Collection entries

..........

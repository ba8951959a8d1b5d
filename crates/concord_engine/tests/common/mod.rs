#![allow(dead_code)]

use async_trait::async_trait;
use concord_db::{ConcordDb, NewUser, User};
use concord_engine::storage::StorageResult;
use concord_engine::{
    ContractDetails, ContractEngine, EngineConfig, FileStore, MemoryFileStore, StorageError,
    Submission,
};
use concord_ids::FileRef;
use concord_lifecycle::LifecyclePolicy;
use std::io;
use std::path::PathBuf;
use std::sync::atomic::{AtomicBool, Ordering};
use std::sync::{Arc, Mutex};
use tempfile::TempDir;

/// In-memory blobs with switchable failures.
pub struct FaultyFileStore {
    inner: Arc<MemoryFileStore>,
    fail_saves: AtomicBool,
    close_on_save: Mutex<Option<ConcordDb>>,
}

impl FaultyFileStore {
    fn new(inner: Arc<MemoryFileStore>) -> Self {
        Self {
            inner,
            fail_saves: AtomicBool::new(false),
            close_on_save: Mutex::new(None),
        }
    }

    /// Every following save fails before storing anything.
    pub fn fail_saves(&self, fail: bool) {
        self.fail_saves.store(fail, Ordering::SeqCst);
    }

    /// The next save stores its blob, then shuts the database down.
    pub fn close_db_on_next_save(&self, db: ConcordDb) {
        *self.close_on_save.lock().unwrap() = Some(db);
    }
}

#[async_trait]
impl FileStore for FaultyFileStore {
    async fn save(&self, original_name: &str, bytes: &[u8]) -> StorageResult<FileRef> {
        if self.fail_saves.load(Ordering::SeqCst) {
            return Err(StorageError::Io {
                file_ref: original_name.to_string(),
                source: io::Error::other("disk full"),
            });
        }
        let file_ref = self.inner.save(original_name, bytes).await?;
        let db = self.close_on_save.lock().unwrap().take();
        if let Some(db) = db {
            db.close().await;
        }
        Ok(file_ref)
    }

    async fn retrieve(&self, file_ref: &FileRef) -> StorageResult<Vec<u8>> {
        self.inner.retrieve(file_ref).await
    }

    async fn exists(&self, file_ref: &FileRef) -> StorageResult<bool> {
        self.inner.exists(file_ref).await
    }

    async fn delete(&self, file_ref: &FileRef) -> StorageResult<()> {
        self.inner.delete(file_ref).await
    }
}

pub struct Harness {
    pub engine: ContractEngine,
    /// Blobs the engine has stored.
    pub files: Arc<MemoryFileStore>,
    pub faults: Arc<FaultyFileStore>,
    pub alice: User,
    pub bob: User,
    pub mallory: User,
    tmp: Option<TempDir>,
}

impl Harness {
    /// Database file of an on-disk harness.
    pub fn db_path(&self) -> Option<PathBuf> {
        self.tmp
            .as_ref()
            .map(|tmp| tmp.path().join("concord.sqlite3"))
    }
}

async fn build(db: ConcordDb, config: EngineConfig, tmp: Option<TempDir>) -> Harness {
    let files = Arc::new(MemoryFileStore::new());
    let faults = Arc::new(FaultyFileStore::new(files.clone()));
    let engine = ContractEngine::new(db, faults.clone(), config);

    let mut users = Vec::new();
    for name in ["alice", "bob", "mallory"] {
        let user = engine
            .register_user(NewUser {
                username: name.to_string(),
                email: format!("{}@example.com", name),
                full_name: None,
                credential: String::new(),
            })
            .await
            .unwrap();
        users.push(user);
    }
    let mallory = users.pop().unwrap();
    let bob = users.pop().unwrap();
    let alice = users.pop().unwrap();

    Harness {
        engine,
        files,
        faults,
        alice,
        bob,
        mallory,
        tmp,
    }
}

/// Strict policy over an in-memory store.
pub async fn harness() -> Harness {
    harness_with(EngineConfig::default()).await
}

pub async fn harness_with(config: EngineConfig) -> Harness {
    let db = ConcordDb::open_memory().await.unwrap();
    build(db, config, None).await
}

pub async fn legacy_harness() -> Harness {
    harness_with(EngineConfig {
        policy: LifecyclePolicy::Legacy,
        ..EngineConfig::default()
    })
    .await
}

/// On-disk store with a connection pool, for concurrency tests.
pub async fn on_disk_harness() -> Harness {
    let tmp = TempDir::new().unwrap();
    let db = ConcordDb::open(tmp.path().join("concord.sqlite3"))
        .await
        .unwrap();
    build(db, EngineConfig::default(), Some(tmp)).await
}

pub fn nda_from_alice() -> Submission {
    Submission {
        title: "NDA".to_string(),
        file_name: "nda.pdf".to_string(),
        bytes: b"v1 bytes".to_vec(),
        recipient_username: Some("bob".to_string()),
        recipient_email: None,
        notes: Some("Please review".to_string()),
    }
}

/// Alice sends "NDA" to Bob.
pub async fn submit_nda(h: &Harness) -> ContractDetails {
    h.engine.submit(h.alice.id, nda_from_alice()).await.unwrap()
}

..........

→ **Work task**
Write the data out again in full and exactly.

→ **Answer to this exercise**
repository ba8951959a8d1b5d
filename crates/concord_engine/tests/common/mod.rs
#![allow(dead_code)]

use async_trait::async_trait;
use concord_db::{ConcordDb, NewUser, User};
use concord_engine::storage::StorageResult;
use concord_engine::{
    ContractDetails, ContractEngine, EngineConfig, FileStore, MemoryFileStore, StorageError,
    Submission,
};
use concord_ids::FileRef;
use concord_lifecycle::LifecyclePolicy;
use std::io;
use std::path::PathBuf;
use std::sync::atomic::{AtomicBool, Ordering};
use std::sync::{Arc, Mutex};
use tempfile::TempDir;

/// In-memory blobs with switchable failures.
pub struct FaultyFileStore {
    inner: Arc<MemoryFileStore>,
    fail_saves: AtomicBool,
    close_on_save: Mutex<Option<ConcordDb>>,
}

impl FaultyFileStore {
    fn new(inner: Arc<MemoryFileStore>) -> Self {
        Self {
            inner,
            fail_saves: AtomicBool::new(false),
            close_on_save: Mutex::new(None),
        }
    }

    /// Every following save fails before storing anything.
    pub fn fail_saves(&self, fail: bool) {
        self.fail_saves.store(fail, Ordering::SeqCst);
    }

    /// The next save stores its blob, then shuts the database down.
    pub fn close_db_on_next_save(&self, db: ConcordDb) {
        *self.close_on_save.lock().unwrap() = Some(db);
    }
}

#[async_trait]
impl FileStore for FaultyFileStore {
    async fn save(&self, original_name: &str, bytes: &[u8]) -> StorageResult<FileRef> {
        if self.fail_saves.load(Ordering::SeqCst) {
            return Err(StorageError::Io {
                file_ref: original_name.to_string(),
                source: io::Error::other("disk full"),
            });
        }
        let file_ref = self.inner.save(original_name, bytes).await?;
        let db = self.close_on_save.lock().unwrap().take();
        if let Some(db) = db {
            db.close().await;
        }
        Ok(file_ref)
    }

    async fn retrieve(&self, file_ref: &FileRef) -> StorageResult<Vec<u8>> {
        self.inner.retrieve(file_ref).await
    }

    async fn exists(&self, file_ref: &FileRef) -> StorageResult<bool> {
        self.inner.exists(file_ref).await
    }

    async fn delete(&self, file_ref: &FileRef) -> StorageResult<()> {
        self.inner.delete(file_ref).await
    }
}

pub struct Harness {
    pub engine: ContractEngine,
    /// Blobs the engine has stored.
    pub files: Arc<MemoryFileStore>,
    pub faults: Arc<FaultyFileStore>,
    pub alice: User,
    pub bob: User,
    pub mallory: User,
    tmp: Option<TempDir>,
}

impl Harness {
    /// Database file of an on-disk harness.
    pub fn db_path(&self) -> Option<PathBuf> {
        self.tmp
            .as_ref()
            .map(|tmp| tmp.path().join("concord.sqlite3"))
    }
}

async fn build(db: ConcordDb, config: EngineConfig, tmp: Option<TempDir>) -> Harness {
    let files = Arc::new(MemoryFileStore::new());
    let faults = Arc::new(FaultyFileStore::new(files.clone()));
    let engine = ContractEngine::new(db, faults.clone(), config);

    let mut users = Vec::new();
    for name in ["alice", "bob", "mallory"] {
        let user = engine
            .register_user(NewUser {
                username: name.to_string(),
                email: format!("{}@example.com", name),
                full_name: None,
                credential: String::new(),
            })
            .await
            .unwrap();
        users.push(user);
    }
    let mallory = users.pop().unwrap();
    let bob = users.pop().unwrap();
    let alice = users.pop().unwrap();

    Harness {
        engine,
        files,
        faults,
        alice,
        bob,
        mallory,
        tmp,
    }
}

/// Strict policy over an in-memory store.
pub async fn harness() -> Harness {
    harness_with(EngineConfig::default()).await
}

pub async fn harness_with(config: EngineConfig) -> Harness {
    let db = ConcordDb::open_memory().await.unwrap();
    build(db, config, None).await
}

pub async fn legacy_harness() -> Harness {
    harness_with(EngineConfig {
        policy: LifecyclePolicy::Legacy,
        ..EngineConfig::default()
    })
    .await
}

/// On-disk store with a connection pool, for concurrency tests.
pub async fn on_disk_harness() -> Harness {
    let tmp = TempDir::new().unwrap();
    let db = ConcordDb::open(tmp.path().join("concord.sqlite3"))
        .await
        .unwrap();
    build(db, EngineConfig::default(), Some(tmp)).await
}

pub fn nda_from_alice() -> Submission {
    Submission {
        title: "NDA".to_string(),
        file_name: "nda.pdf".to_string(),
        bytes: b"v1 bytes".to_vec(),
        recipient_username: Some("bob".to_string()),
        recipient_email: None,
        notes: Some("Please review".to_string()),
    }
}

/// Alice sends "NDA" to Bob.
pub async fn submit_nda(h: &Harness) -> ContractDetails {
    h.engine.submit(h.alice.id, nda_from_alice()).await.unwrap()
}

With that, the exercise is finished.